→ PROMPT: A verbatim repeat of the records beneath this line is needed.

[[ PROVIDED DATA open ]]

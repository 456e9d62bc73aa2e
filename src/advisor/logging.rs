//! Logging and tracing configuration
//!
//! This module provides centralized logging configuration for the advisor.
//! Logs always go to stderr so that plans written to stdout stay machine-readable.

use std::io;
use tracing::{info, Level};
use tracing_appender::{non_blocking, non_blocking::WorkerGuard, rolling};
use tracing_subscriber::{
    fmt::{self, format::FmtSpan},
    layer::SubscriberExt,
    util::SubscriberInitExt,
    EnvFilter, Layer, Registry,
};

/// Error type returned by logging initialisation
pub type LoggingError = Box<dyn std::error::Error + Send + Sync>;

/// Logging configuration
#[derive(Debug, Clone)]
pub struct LoggingConfig {
    /// Log level for the application
    pub level: Level,
    /// Whether to enable JSON formatting
    pub json_format: bool,
    /// Whether to also log to a daily rolling file
    pub log_to_file: bool,
    /// Log file directory (if logging to file)
    pub log_directory: Option<String>,
    /// Log file prefix (if logging to file)
    pub log_file_prefix: String,
    /// Whether to enable span events
    pub enable_span_events: bool,
    /// Whether to enable ansi colors in console output
    pub enable_ansi: bool,
    /// Custom environment filter
    pub env_filter: Option<String>,
}

impl Default for LoggingConfig {
    fn default() -> Self {
        Self {
            level: Level::INFO,
            json_format: false,
            log_to_file: false,
            log_directory: None,
            log_file_prefix: "bed-redirect-advisor".to_string(),
            enable_span_events: false,
            enable_ansi: true,
            env_filter: None,
        }
    }
}

impl LoggingConfig {
    /// Create a new logging configuration
    pub fn new() -> Self {
        Self::default()
    }

    /// Set the log level
    pub fn with_level(mut self, level: Level) -> Self {
        self.level = level;
        self
    }

    /// Enable JSON formatting
    pub fn with_json_format(mut self) -> Self {
        self.json_format = true;
        self
    }

    /// Enable file logging
    pub fn with_file_logging(mut self, directory: impl Into<String>) -> Self {
        self.log_to_file = true;
        self.log_directory = Some(directory.into());
        self
    }

    /// Set log file prefix
    pub fn with_file_prefix(mut self, prefix: impl Into<String>) -> Self {
        self.log_file_prefix = prefix.into();
        self
    }

    /// Enable span events
    pub fn with_span_events(mut self) -> Self {
        self.enable_span_events = true;
        self
    }

    /// Disable ANSI colors
    pub fn without_ansi(mut self) -> Self {
        self.enable_ansi = false;
        self
    }

    /// Set custom environment filter
    pub fn with_env_filter(mut self, filter: impl Into<String>) -> Self {
        self.env_filter = Some(filter.into());
        self
    }

    fn span_events(&self) -> FmtSpan {
        if self.enable_span_events {
            FmtSpan::CLOSE
        } else {
            FmtSpan::NONE
        }
    }

    fn build_env_filter(&self) -> Result<EnvFilter, LoggingError> {
        match &self.env_filter {
            Some(filter) => Ok(EnvFilter::try_new(filter)?),
            None => Ok(EnvFilter::try_from_default_env().unwrap_or_else(|_| {
                EnvFilter::new(format!(
                    "{}={}",
                    env!("CARGO_PKG_NAME").replace('-', "_"),
                    self.level
                ))
            })),
        }
    }

    /// Initialize the global tracing subscriber
    ///
    /// When file logging is enabled the returned guard must be kept alive for
    /// buffered file output to be flushed.
    pub fn init(self) -> Result<Option<WorkerGuard>, LoggingError> {
        let registry = Registry::default().with(self.build_env_filter()?);
        let span_events = self.span_events();

        let console_layer = if self.json_format {
            fmt::layer()
                .json()
                .with_writer(io::stderr)
                .with_span_events(span_events.clone())
                .boxed()
        } else {
            fmt::layer()
                .with_writer(io::stderr)
                .with_ansi(self.enable_ansi)
                .with_span_events(span_events.clone())
                .boxed()
        };

        let guard = if self.log_to_file {
            let log_dir = self.log_directory.as_deref().unwrap_or("logs");
            let file_appender = rolling::daily(log_dir, &self.log_file_prefix);
            let (file_writer, guard) = non_blocking(file_appender);

            // Files are always JSON
            let file_layer =
                fmt::layer().json().with_writer(file_writer).with_span_events(span_events);

            registry.with(console_layer).with(file_layer).try_init()?;
            Some(guard)
        } else {
            registry.with(console_layer).try_init()?;
            None
        };

        info!("Logging initialized at level {}", self.level);
        Ok(guard)
    }

    /// Initialize logging for testing (minimal output)
    pub fn init_test() -> Result<Option<WorkerGuard>, LoggingError> {
        Self::new().with_level(Level::WARN).without_ansi().init()
    }

    /// Initialize verbose logging (INFO level with span events)
    pub fn init_verbose() -> Result<Option<WorkerGuard>, LoggingError> {
        Self::new().with_level(Level::INFO).with_span_events().init()
    }

    /// Initialize debug logging (DEBUG level with span events)
    pub fn init_debug() -> Result<Option<WorkerGuard>, LoggingError> {
        Self::new().with_level(Level::DEBUG).with_span_events().init()
    }
}

/// Macro for creating structured log events with advisor context
#[macro_export]
macro_rules! advisor_event {
    ($level:ident, $message:expr, $($key:ident = $value:expr),* $(,)?) => {
        tracing::$level!(
            message = $message,
            component = "advisor",
            $($key = $value,)*
        );
    };
    ($level:ident, $message:expr) => {
        tracing::$level!(
            message = $message,
            component = "advisor",
        );
    };
}

/// Macro for creating performance measurement spans
#[macro_export]
macro_rules! perf_span {
    ($name:expr, $($key:ident = $value:expr),* $(,)?) => {
        tracing::info_span!(
            $name,
            component = "performance",
            $($key = $value,)*
        )
    };
    ($name:expr) => {
        tracing::info_span!(
            $name,
            component = "performance",
        )
    };
}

[[ PROVIDED DATA closed ]]

→ YOUR SOLUTION:
repository 456e9d62bc73aa2e
filename src/advisor/logging.rs
//! Logging and tracing configuration
//!
//! This module provides centralized logging configuration for the advisor.
//! Logs always go to stderr so that plans written to stdout stay machine-readable.

use std::io;
use tracing::{info, Level};
use tracing_appender::{non_blocking, non_blocking::WorkerGuard, rolling};
use tracing_subscriber::{
    fmt::{self, format::FmtSpan},
    layer::SubscriberExt,
    util::SubscriberInitExt,
    EnvFilter, Layer, Registry,
};

/// Error type returned by logging initialisation
pub type LoggingError = Box<dyn std::error::Error + Send + Sync>;

/// Logging configuration
#[derive(Debug, Clone)]
pub struct LoggingConfig {
    /// Log level for the application
    pub level: Level,
    /// Whether to enable JSON formatting
    pub json_format: bool,
    /// Whether to also log to a daily rolling file
    pub log_to_file: bool,
    /// Log file directory (if logging to file)
    pub log_directory: Option<String>,
    /// Log file prefix (if logging to file)
    pub log_file_prefix: String,
    /// Whether to enable span events
    pub enable_span_events: bool,
    /// Whether to enable ansi colors in console output
    pub enable_ansi: bool,
    /// Custom environment filter
    pub env_filter: Option<String>,
}

impl Default for LoggingConfig {
    fn default() -> Self {
        Self {
            level: Level::INFO,
            json_format: false,
            log_to_file: false,
            log_directory: None,
            log_file_prefix: "bed-redirect-advisor".to_string(),
            enable_span_events: false,
            enable_ansi: true,
            env_filter: None,
        }
    }
}

impl LoggingConfig {
    /// Create a new logging configuration
    pub fn new() -> Self {
        Self::default()
    }

    /// Set the log level
    pub fn with_level(mut self, level: Level) -> Self {
        self.level = level;
        self
    }

    /// Enable JSON formatting
    pub fn with_json_format(mut self) -> Self {
        self.json_format = true;
        self
    }

    /// Enable file logging
    pub fn with_file_logging(mut self, directory: impl Into<String>) -> Self {
        self.log_to_file = true;
        self.log_directory = Some(directory.into());
        self
    }

    /// Set log file prefix
    pub fn with_file_prefix(mut self, prefix: impl Into<String>) -> Self {
        self.log_file_prefix = prefix.into();
        self
    }

    /// Enable span events
    pub fn with_span_events(mut self) -> Self {
        self.enable_span_events = true;
        self
    }

    /// Disable ANSI colors
    pub fn without_ansi(mut self) -> Self {
        self.enable_ansi = false;
        self
    }

    /// Set custom environment filter
    pub fn with_env_filter(mut self, filter: impl Into<String>) -> Self {
        self.env_filter = Some(filter.into());
        self
    }

    fn span_events(&self) -> FmtSpan {
        if self.enable_span_events {
            FmtSpan::CLOSE
        } else {
            FmtSpan::NONE
        }
    }

    fn build_env_filter(&self) -> Result<EnvFilter, LoggingError> {
        match &self.env_filter {
            Some(filter) => Ok(EnvFilter::try_new(filter)?),
            None => Ok(EnvFilter::try_from_default_env().unwrap_or_else(|_| {
                EnvFilter::new(format!(
                    "{}={}",
                    env!("CARGO_PKG_NAME").replace('-', "_"),
                    self.level
                ))
            })),
        }
    }

    /// Initialize the global tracing subscriber
    ///
    /// When file logging is enabled the returned guard must be kept alive for
    /// buffered file output to be flushed.
    pub fn init(self) -> Result<Option<WorkerGuard>, LoggingError> {
        let registry = Registry::default().with(self.build_env_filter()?);
        let span_events = self.span_events();

        let console_layer = if self.json_format {
            fmt::layer()
                .json()
                .with_writer(io::stderr)
                .with_span_events(span_events.clone())
                .boxed()
        } else {
            fmt::layer()
                .with_writer(io::stderr)
                .with_ansi(self.enable_ansi)
                .with_span_events(span_events.clone())
                .boxed()
        };

        let guard = if self.log_to_file {
            let log_dir = self.log_directory.as_deref().unwrap_or("logs");
            let file_appender = rolling::daily(log_dir, &self.log_file_prefix);
            let (file_writer, guard) = non_blocking(file_appender);

            // Files are always JSON
            let file_layer =
                fmt::layer().json().with_writer(file_writer).with_span_events(span_events);

            registry.with(console_layer).with(file_layer).try_init()?;
            Some(guard)
        } else {
            registry.with(console_layer).try_init()?;
            None
        };

        info!("Logging initialized at level {}", self.level);
        Ok(guard)
    }

    /// Initialize logging for testing (minimal output)
    pub fn init_test() -> Result<Option<WorkerGuard>, LoggingError> {
        Self::new().with_level(Level::WARN).without_ansi().init()
    }

    /// Initialize verbose logging (INFO level with span events)
    pub fn init_verbose() -> Result<Option<WorkerGuard>, LoggingError> {
        Self::new().with_level(Level::INFO).with_span_events().init()
    }

    /// Initialize debug logging (DEBUG level with span events)
    pub fn init_debug() -> Result<Option<WorkerGuard>, LoggingError> {
        Self::new().with_level(Level::DEBUG).with_span_events().init()
    }
}

/// Macro for creating structured log events with advisor context
#[macro_export]
macro_rules! advisor_event {
    ($level:ident, $message:expr, $($key:ident = $value:expr),* $(,)?) => {
        tracing::$level!(
            message = $message,
            component = "advisor",
            $($key = $value,)*
        );
    };
    ($level:ident, $message:expr) => {
        tracing::$level!(
            message = $message,
            component = "advisor",
        );
    };
}

/// Macro for creating performance measurement spans
#[macro_export]
macro_rules! perf_span {
    ($name:expr, $($key:ident = $value:expr),* $(,)?) => {
        tracing::info_span!(
            $name,
            component = "performance",
            $($key = $value,)*
        )
    };
    ($name:expr) => {
        tracing::info_span!(
            $name,
            component = "performance",
        )
    };
}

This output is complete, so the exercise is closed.